Psoriasis is a persistent inflammatory disorder that affects 3% of the population and is associated with cardiovascular diseases. Therefore, this study aimed to investigate the correlations between complete blood cell count (CBC)-derived inflammatory biomarkers, psoriasis prevalence, and all-cause mortality. Data were obtained from the National Health and Nutrition Examination Survey (NHANES) spanning 2003-2006 and 2009-2014. Mortality data up to December 31, 2019 were obtained using the National Death Index. The following CBC-derived inflammatory biomarkers were examined: neutrophil/lymphocyte ratio (NLR), neutrophil/(white blood cells - neutrophils) ratio (dNLR), monocyte count/lymphocyte ratio (MLR), (neutrophil + monocyte)/lymphocyte ratio (NMLR), platelet/lymphocyte ratio (PLR), and systemic inflammatory response index (SIRI). Weighted logistic and Cox regression analyses were used to calculate odds ratios, hazard ratios, and the corresponding 95% confidence intervals. Additionally, the prognostic value of the inflammatory indicators was assessed and ranked using the random survival forest approach. In total, data from 21,431 participants with average age of 45.02 ± 0.27 years (49.51% male) were included in the study, among which 600 participants were positive for psoriasis (prevalence rate, 2.80%).

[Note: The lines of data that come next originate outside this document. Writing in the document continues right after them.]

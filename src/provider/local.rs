//! In-process resource registry
//!
//! [`LocalRegistry`] keeps resources in memory. The agent uses one as its own
//! primary registry for self-registration and administrative metadata; tests
//! use it to stand in for platform registries.

use super::{ChangeEvent, ChangeListener, ListenerId, RegistryProvider, ResourceConnection};
use crate::{
    error::{DiscoveryError, Result},
    types::{ResourceId, ResourcePattern, ServerInfo},
    utils::time::current_timestamp,
};
use parking_lot::RwLock;
use serde_json::Value;
use std::{
    collections::{BTreeMap, BTreeSet, HashMap},
    fmt,
    sync::{
        Arc,
        atomic::{AtomicBool, AtomicU64, Ordering},
    },
};
use tracing::{debug, trace};

/// Operation callable on a local resource
pub type Operation = Arc<dyn Fn(&[Value]) -> Result<Value> + Send + Sync>;

/// A resource held by a [`LocalRegistry`]
#[derive(Clone, Default)]
pub struct LocalResource {
    attributes: BTreeMap<String, Value>,
    operations: HashMap<String, Operation>,
}

impl LocalResource {
    /// Create a resource without attributes or operations
    pub fn new() -> Self {
        Self::default()
    }

    /// Add an attribute
    pub fn with_attribute<S: Into<String>>(mut self, name: S, value: Value) -> Self {
        self.attributes.insert(name.into(), value);
        self
    }

    /// Add an operation
    pub fn with_operation<S, F>(mut self, name: S, operation: F) -> Self
    where
        S: Into<String>,
        F: Fn(&[Value]) -> Result<Value> + Send + Sync + 'static,
    {
        self.operations.insert(name.into(), Arc::new(operation));
        self
    }

    /// Current attribute values
    pub fn attributes(&self) -> &BTreeMap<String, Value> {
        &self.attributes
    }
}

impl fmt::Debug for LocalResource {
    fn fmt(&self, f: &mut fmt::Formatter<'_>) -> fmt::Result {
        f.debug_struct("LocalResource")
            .field("attributes", &self.attributes)
            .field("operations", &self.operations.keys().collect::<Vec<_>>())
            .finish()
    }
}

struct Inner {
    name: String,
    resources: RwLock<HashMap<ResourceId, LocalResource>>,
    listeners: RwLock<HashMap<ListenerId, Arc<dyn ChangeListener>>>,
    available: AtomicBool,
    last_change: AtomicU64,
    server_info: RwLock<Option<ServerInfo>>,
}

impl Inner {
    fn ensure_available(&self) -> Result<()> {
        if self.available.load(Ordering::Acquire) {
            Ok(())
        } else {
            Err(DiscoveryError::provider_unavailable(&self.name, "registry is offline"))
        }
    }

    fn notify(&self, event: ChangeEvent) {
        self.last_change.fetch_max(current_timestamp(), Ordering::AcqRel);
        // Call listeners without holding the lock so they may query us back
        let listeners: Vec<_> = self.listeners.read().values().cloned().collect();
        trace!("{}: {} ({} listeners)", self.name, event, listeners.len());
        for listener in listeners {
            listener.on_change(&event);
        }
    }
}

impl ResourceConnection for Inner {
    fn get_attribute(&self, id: &ResourceId, attribute: &str) -> Result<Value> {
        self.ensure_available()?;
        let resources = self.resources.read();
        let resource = resources
            .get(id)
            .ok_or_else(|| DiscoveryError::resource_not_found(id))?;
        resource
            .attributes
            .get(attribute)
            .cloned()
            .ok_or_else(|| DiscoveryError::attribute_not_found(id, attribute))
    }

    fn set_attribute(&self, id: &ResourceId, attribute: &str, value: Value) -> Result<Value> {
        self.ensure_available()?;
        let mut resources = self.resources.write();
        let resource = resources
            .get_mut(id)
            .ok_or_else(|| DiscoveryError::resource_not_found(id))?;
        let slot = resource
            .attributes
            .get_mut(attribute)
            .ok_or_else(|| DiscoveryError::attribute_not_found(id, attribute))?;
        Ok(std::mem::replace(slot, value))
    }

    fn invoke(&self, id: &ResourceId, operation: &str, args: &[Value]) -> Result<Value> {
        self.ensure_available()?;
        let op = {
            let resources = self.resources.read();
            let resource = resources
                .get(id)
                .ok_or_else(|| DiscoveryError::resource_not_found(id))?;
            resource.operations.get(operation).cloned().ok_or_else(|| {
                DiscoveryError::invocation(format!("no operation '{operation}' on {id}"))
            })?
        };
        op(args)
    }
}

/// Registry provider backed by memory
#[derive(Clone)]
pub struct LocalRegistry {
    inner: Arc<Inner>,
}

impl LocalRegistry {
    /// Create an empty registry
    pub fn new<S: Into<String>>(name: S) -> Self {
        Self {
            inner: Arc::new(Inner {
                name: name.into(),
                resources: RwLock::new(HashMap::new()),
                listeners: RwLock::new(HashMap::new()),
                available: AtomicBool::new(true),
                last_change: AtomicU64::new(0),
                server_info: RwLock::new(None),
            }),
        }
    }

    /// Attach server metadata
    pub fn with_server_info(self, info: ServerInfo) -> Self {
        self.set_server_info(Some(info));
        self
    }

    /// Replace server metadata
    pub fn set_server_info(&self, info: Option<ServerInfo>) {
        *self.inner.server_info.write() = info;
    }

    /// Add a resource and notify listeners
    pub fn register(&self, id: ResourceId, resource: LocalResource) -> Result<()> {
        self.inner.ensure_available()?;
        {
            let mut resources = self.inner.resources.write();
            if resources.contains_key(&id) {
                return Err(DiscoveryError::ResourceExists(id.to_string()));
            }
            resources.insert(id.clone(), resource);
        }
        debug!("{}: registered {}", self.inner.name, id);
        self.inner.notify(ChangeEvent::Registered(id));
        Ok(())
    }

    /// Remove a resource and notify listeners
    pub fn unregister(&self, id: &ResourceId) -> Result<LocalResource> {
        self.inner.ensure_available()?;
        let removed = self
            .inner
            .resources
            .write()
            .remove(id)
            .ok_or_else(|| DiscoveryError::resource_not_found(id))?;
        debug!("{}: unregistered {}", self.inner.name, id);
        self.inner.notify(ChangeEvent::Unregistered(id.clone()));
        Ok(removed)
    }

    /// Simulate the backend going away or coming back
    pub fn set_available(&self, available: bool) {
        self.inner.available.store(available, Ordering::Release);
    }

    /// Number of installed listeners
    pub fn listener_count(&self) -> usize {
        self.inner.listeners.read().len()
    }

    /// Number of registered resources
    pub fn len(&self) -> usize {
        self.inner.resources.read().len()
    }

    /// Whether the registry holds no resources
    pub fn is_empty(&self) -> bool {
        self.len() == 0
    }
}

impl fmt::Debug for LocalRegistry {
    fn fmt(&self, f: &mut fmt::Formatter<'_>) -> fmt::Result {
        f.debug_struct("LocalRegistry")
            .field("name", &self.inner.name)
            .field("resources", &self.len())
            .field("listeners", &self.listener_count())
            .finish()
    }
}

impl RegistryProvider for LocalRegistry {
    fn name(&self) -> &str {
        &self.inner.name
    }

    fn query_identifiers(&self, pattern: Option<&ResourcePattern>) -> Result<BTreeSet<ResourceId>> {
        self.inner.ensure_available()?;
        let resources = self.inner.resources.read();
        Ok(resources
            .keys()
            .filter(|id| pattern.is_none_or(|p| p.matches(id)))
            .cloned()
            .collect())
    }

    fn is_registered(&self, id: &ResourceId) -> Result<bool> {
        self.inner.ensure_available()?;
        Ok(self.inner.resources.read().contains_key(id))
    }

    fn connection(&self) -> Result<Arc<dyn ResourceConnection>> {
        self.inner.ensure_available()?;
        Ok(self.inner.clone())
    }

    fn subscribe(&self, listener: Arc<dyn ChangeListener>) -> Result<ListenerId> {
        self.inner.ensure_available()?;
        let id = ListenerId::new();
        self.inner.listeners.write().insert(id, listener);
        Ok(id)
    }

    fn unsubscribe(&self, listener: ListenerId) -> Result<()> {
        self.inner
            .listeners
            .write()
            .remove(&listener)
            .map(|_| ())
            .ok_or_else(|| DiscoveryError::ListenerNotFound(listener.to_string()))
    }

    fn changed_since(&self, timestamp: u64) -> Result<bool> {
        self.inner.ensure_available()?;
        Ok(self.inner.last_change.load(Ordering::Acquire) >= timestamp)
    }

    fn server_info(&self) -> Option<ServerInfo> {
        self.inner.server_info.read().clone()
    }
}
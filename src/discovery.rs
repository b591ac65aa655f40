//! Discovery responder and requestor
//!
//! The responder answers multicast queries with a description of the local
//! agent. The requestor sends one query and gathers the responses that arrive
//! before its timeout.

use crate::{
    agent::{AgentDetails, DiscoveredAgent},
    config::DiscoveryConfig,
    error::{DiscoveryError, Result},
    message::DiscoveryMessage,
    registry::ResourceAggregator,
    transport::MulticastSocket,
    utils::time::duration_to_string,
};
use governor::{
    Quota, RateLimiter,
    clock::DefaultClock,
    state::{InMemoryState, NotKeyed},
};
use std::{
    net::{Ipv4Addr, Ipv6Addr, SocketAddr},
    num::NonZeroU32,
    sync::Arc,
    time::Duration,
};
use tokio::{sync::broadcast, time::Instant};
use tracing::{debug, info, trace, warn};

type ResponseLimiter = RateLimiter<NotKeyed, InMemoryState, DefaultClock>;

const RECEIVE_BACKOFF_BASE: Duration = Duration::from_millis(50);
const RECEIVE_BACKOFF_MAX: Duration = Duration::from_secs(2);

#[cfg(feature = "metrics")]
fn count(name: &'static str) {
    metrics::counter!(name).increment(1);
}

#[cfg(not(feature = "metrics"))]
fn count(_name: &'static str) {}

/// Delay before retrying after `failures` consecutive receive errors
fn receive_backoff(failures: u32) -> Duration {
    let exponent = failures.saturating_sub(1).min(6);
    (RECEIVE_BACKOFF_BASE * 2u32.pow(exponent)).min(RECEIVE_BACKOFF_MAX)
}

/// Answers discovery queries for the local agent
pub struct DiscoveryResponder {
    details: AgentDetails,
    aggregator: Option<Arc<ResourceAggregator>>,
    limiter: Option<Arc<ResponseLimiter>>,
}

impl DiscoveryResponder {
    /// Create a responder advertising the agent described by `config`
    ///
    /// # Errors
    ///
    /// Returns an error if the configuration is invalid
    pub fn new(config: &DiscoveryConfig) -> Result<Self> {
        config.validate()?;

        let limiter = config
            .response_rate_limit()
            .and_then(NonZeroU32::new)
            .map(|rate| Arc::new(RateLimiter::direct(Quota::per_second(rate))));

        Ok(Self {
            details: AgentDetails::from_config(config),
            aggregator: None,
            limiter,
        })
    }

    /// Report server metadata from `aggregator` in responses
    pub fn with_aggregator(mut self, aggregator: Arc<ResourceAggregator>) -> Self {
        self.aggregator = Some(aggregator);
        self
    }

    /// Replace the advertised agent facts
    pub fn with_details(mut self, details: AgentDetails) -> Self {
        self.details = details;
        self
    }

    /// Advertised agent facts
    pub fn details(&self) -> &AgentDetails {
        &self.details
    }

    /// Process one received datagram
    ///
    /// Returns the encoded response for a query and `None` for anything that
    /// needs no answer. Undecodable input is an error; the caller drops it.
    pub fn handle_incoming(&self, data: &[u8]) -> Result<Option<Vec<u8>>> {
        let message = DiscoveryMessage::from_bytes(data)?;
        if !message.is_query() {
            trace!("Ignoring {} message", message.kind());
            return Ok(None);
        }

        let server = self.aggregator.as_ref().and_then(|a| a.server_info());
        let response = DiscoveryMessage::response(self.details.to_payload(server.as_ref()))?;
        Ok(Some(response.into_data()))
    }

    /// Answer queries arriving on `socket` until `shutdown` fires
    pub async fn serve(
        &self,
        socket: &MulticastSocket,
        mut shutdown: broadcast::Receiver<()>,
    ) -> Result<()> {
        info!("Discovery responder listening on {}", socket.local_addr()?);
        let mut failures: u32 = 0;

        loop {
            let received = tokio::select! {
                _ = shutdown.recv() => break,
                received = socket.recv() => received,
            };

            match received {
                Ok((data, from)) => {
                    failures = 0;
                    self.answer(socket, &data, from).await;
                }
                Err(e) => {
                    failures = failures.saturating_add(1);
                    let delay = receive_backoff(failures);
                    warn!(
                        "Failed to receive discovery datagram ({} in a row, retrying in {}): {}",
                        failures,
                        duration_to_string(delay),
                        e
                    );
                    tokio::select! {
                        _ = shutdown.recv() => break,
                        _ = tokio::time::sleep(delay) => {}
                    }
                }
            }
        }

        info!("Discovery responder stopped");
        Ok(())
    }

    async fn answer(&self, socket: &MulticastSocket, data: &[u8], from: SocketAddr) {
        count("discovery_datagrams_received");

        let reply = match self.handle_incoming(data) {
            Ok(Some(reply)) => reply,
            Ok(None) => return,
            Err(e) => {
                debug!("Dropping datagram from {}: {}", from, e);
                count("discovery_datagrams_dropped");
                return;
            }
        };

        if let Some(limiter) = &self.limiter {
            if limiter.check().is_err() {
                warn!("Response rate limit reached, not answering {}", from);
                count("discovery_datagrams_dropped");
                return;
            }
        }

        match socket.send_to(&reply, from).await {
            Ok(()) => {
                debug!("Answered discovery query from {}", from);
                count("discovery_queries_answered");
            }
            Err(e) => warn!("Failed to answer {}: {}", from, e),
        }
    }
}

/// Locates agents on the network
#[derive(Debug, Clone)]
pub struct DiscoveryRequestor {
    config: DiscoveryConfig,
}

impl DiscoveryRequestor {
    /// Create a requestor
    ///
    /// # Errors
    ///
    /// Returns an error if the configuration is invalid
    pub fn new(config: DiscoveryConfig) -> Result<Self> {
        config.validate()?;
        Ok(Self { config })
    }

    /// Query the multicast group and collect responses until the timeout
    pub async fn discover(&self) -> Result<Vec<DiscoveredAgent>> {
        let socket = MulticastSocket::bind_sender(&self.config)?;
        socket.send_to_group(DiscoveryMessage::query()?.data()).await?;
        self.collect(&socket, socket.group()).await
    }

    /// Query a single address and collect responses until the timeout
    pub async fn discover_at(&self, target: SocketAddr) -> Result<Vec<DiscoveredAgent>> {
        let local = match target {
            SocketAddr::V4(_) => SocketAddr::from((Ipv4Addr::UNSPECIFIED, 0)),
            SocketAddr::V6(_) => SocketAddr::from((Ipv6Addr::UNSPECIFIED, 0)),
        };
        let socket = MulticastSocket::bind_unicast(local, &self.config)?;
        socket.send_to(DiscoveryMessage::query()?.data(), target).await?;
        self.collect(&socket, target).await
    }

    /// Gather responses to the query already sent to `target`
    async fn collect(
        &self,
        socket: &MulticastSocket,
        target: SocketAddr,
    ) -> Result<Vec<DiscoveredAgent>> {
        debug!(
            "Sent discovery query to {}, collecting responses for {}",
            target,
            duration_to_string(self.config.timeout())
        );

        let deadline = Instant::now() + self.config.timeout();
        let mut agents = Vec::new();

        loop {
            let remaining = deadline.saturating_duration_since(Instant::now());
            if remaining.is_zero() {
                break;
            }

            let (data, from) = match socket.recv_timeout(remaining).await {
                Ok(received) => received,
                Err(DiscoveryError::Timeout(_)) => break,
                Err(e) => {
                    debug!("Receive failed while collecting responses: {}", e);
                    continue;
                }
            };

            let message = match DiscoveryMessage::from_bytes(&data) {
                Ok(message) if message.is_response() => message,
                Ok(_) => {
                    trace!("Skipping query from {}", from);
                    continue;
                }
                Err(e) => {
                    debug!("Skipping malformed datagram from {}: {}", from, e);
                    continue;
                }
            };

            match DiscoveredAgent::from_message(&message, from) {
                Ok(agent) => {
                    debug!("Discovered agent at {:?} via {}", agent.url, from);
                    count("discovery_agents_found");
                    agents.push(agent);
                }
                Err(e) => debug!("Skipping response from {}: {}", from, e),
            }
        }

        info!("Discovery to {} found {} agents", target, agents.len());
        Ok(agents)
    }
}

#[cfg(test)]
mod tests {
    use super::*;
    use crate::{
        message::{MessageType, Payload},
        provider::local::LocalRegistry,
        types::ServerInfo,
    };

    fn configured() -> DiscoveryConfig {
        DiscoveryConfig::new()
            .with_agent_url("http://10.0.0.5:8778/agent")
            .with_secured(true)
    }

    #[test]
    fn test_query_answered() -> Result<()> {
        let responder = DiscoveryResponder::new(&configured())?;
        let reply = responder
            .handle_incoming(b"type:QUERY\n")?
            .expect("query must be answered");

        let message = DiscoveryMessage::from_bytes(&reply)?;
        assert_eq!(message.kind(), MessageType::Response);
        assert_eq!(message.url(), Some("http://10.0.0.5:8778/agent"));
        assert_eq!(message.confidence(), Some(100));
        assert_eq!(message.secured(), Some(true));
        assert_eq!(message.agent_version(), Some(env!("CARGO_PKG_VERSION")));
        assert!(message.get(&Payload::ServerVendor).is_none());
        Ok(())
    }

    #[test]
    fn test_response_ignored() -> Result<()> {
        let responder = DiscoveryResponder::new(&configured())?;
        assert!(responder.handle_incoming(b"type:RESPONSE\nURL:http://x\n")?.is_none());
        Ok(())
    }

    #[test]
    fn test_malformed_rejected() -> Result<()> {
        let responder = DiscoveryResponder::new(&configured())?;
        assert!(matches!(
            responder.handle_incoming(b"hello"),
            Err(DiscoveryError::MalformedMessage(_))
        ));
        Ok(())
    }

    #[test]
    fn test_server_info_from_aggregator() -> Result<()> {
        let primary = LocalRegistry::new("agent").with_server_info(
            ServerInfo::new()
                .with_vendor("Apache")
                .with_product("tomcat")
                .with_version("10.1"),
        );
        let aggregator = Arc::new(ResourceAggregator::with_primary(Arc::new(primary))?);
        let responder = DiscoveryResponder::new(&configured())?.with_aggregator(aggregator);

        let reply = responder.handle_incoming(b"type:QUERY\n")?.unwrap_or_default();
        let message = DiscoveryMessage::from_bytes(&reply)?;
        assert_eq!(message.get(&Payload::ServerVendor), Some("Apache"));
        assert_eq!(message.get(&Payload::ServerProduct), Some("tomcat"));
        assert_eq!(message.get(&Payload::ServerVersion), Some("10.1"));
        Ok(())
    }

    #[test]
    fn test_secondary_server_info_not_advertised() -> Result<()> {
        let primary = LocalRegistry::new("agent");
        let platform = LocalRegistry::new("platform")
            .with_server_info(ServerInfo::new().with_vendor("Other").with_product("platform"));
        let aggregator = Arc::new(ResourceAggregator::new(
            Arc::new(primary),
            [Arc::new(platform) as Arc<dyn crate::provider::RegistryProvider>],
        )?);
        let responder = DiscoveryResponder::new(&configured())?.with_aggregator(aggregator);

        let reply = responder.handle_incoming(b"type:QUERY\n")?.unwrap_or_default();
        let message = DiscoveryMessage::from_bytes(&reply)?;
        assert!(message.get(&Payload::ServerVendor).is_none());
        assert!(message.get(&Payload::ServerProduct).is_none());
        assert!(message.get(&Payload::ServerVersion).is_none());
        Ok(())
    }

    #[test]
    fn test_receive_backoff_grows_and_caps() {
        assert_eq!(receive_backoff(1), RECEIVE_BACKOFF_BASE);
        assert_eq!(receive_backoff(2), RECEIVE_BACKOFF_BASE * 2);
        assert!(receive_backoff(4) > receive_backoff(3));
        assert_eq!(receive_backoff(50), RECEIVE_BACKOFF_MAX);
        assert_eq!(receive_backoff(u32::MAX), RECEIVE_BACKOFF_MAX);
    }

    #[test]
    fn test_invalid_config_rejected() {
        let config = DiscoveryConfig::new().with_agent_url("::nope");
        assert!(DiscoveryResponder::new(&config).is_err());
        assert!(DiscoveryRequestor::new(config).is_err());
    }
}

Additionally, 79 all-cause deaths were recorded during a median follow-up period of 8.83 (6.67-11.00) years. Moreover, NLR, dNLR, NMLR, PLR, and SIRI were positively associated with the prevalence of psoriasis. Furthermore, MLR, NMLR, and SIRI were positively correlated with all-cause mortality in patients with psoriasis, with NMLR being the most valuable predictor of all-cause mortality. CBC-derived inflammatory biomarkers were associated with psoriasis prevalence, NMLR, SIRI, and MLR values were associated with all-cause mortality in patients with psoriasis. Overall, assessment of these CBC-derived indicators may serve as a simple method for screening high-risk individuals among patients with psoriasis.